Work to be completed: Every line below that holds the string "terrain" should be copied out.

'''

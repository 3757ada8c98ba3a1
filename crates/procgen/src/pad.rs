//! Launch and landing pad meshes: a short cylinder whose deck is at `thickness`.

use crate::mesh::GeneratedMesh;

#[derive(Debug, Clone)]
pub struct PadConfig {
    pub radius: f32,
    pub thickness: f32,
    pub segments: u32,
    pub deck_color: [f32; 4],
    /// Tint at the center of the deck, fading to `deck_color` at the rim.
    pub marker_color: [f32; 4],
    pub side_color: [f32; 4],
}

impl Default for PadConfig {
    fn default() -> Self {
        Self {
            radius: 4.0,
            thickness: 0.5,
            segments: 32,
            deck_color: [0.6, 0.6, 0.62, 1.0],
            marker_color: [0.95, 0.8, 0.2, 1.0],
            side_color: [0.35, 0.35, 0.38, 1.0],
        }
    }
}

/// The pad spans `y = 0` (footing) to `y = thickness` (deck).
pub fn generate_pad(config: &PadConfig) -> GeneratedMesh {
    let mut mesh = GeneratedMesh::new();
    mesh.add_disk(
        config.thickness,
        config.radius,
        config.segments,
        true,
        config.marker_color,
        config.deck_color,
    );
    mesh.add_band(
        0.0,
        config.radius,
        config.thickness,
        config.radius,
        config.segments,
        config.side_color,
    );
    mesh
}

#[cfg(test)]
mod tests {
    use super::*;

    #[test]
    fn deck_sits_at_thickness() {
        let config = PadConfig::default();
        let mesh = generate_pad(&config);
        assert!(mesh.is_valid());
        let (lo, hi) = mesh.bounds().unwrap();
        assert_eq!(lo.y, 0.0);
        assert_eq!(hi.y, config.thickness);
        assert!((hi.x - config.radius).abs() < 1e-5);
    }
}
//! Procedural generation for the lander scene: terrain, pads, the vehicle and
//! the exhaust glow sprite. Everything here is CPU data; the renderer uploads it.

pub mod glow;
pub mod mesh;
pub mod pad;
pub mod terrain;
pub mod vehicle;

pub use glow::*;
pub use mesh::*;
pub use pad::*;
pub use terrain::*;
pub use vehicle::*;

'''

Task output:
//! Procedural generation for the lander scene: terrain, pads, the vehicle and
pub mod terrain;
pub use terrain::*;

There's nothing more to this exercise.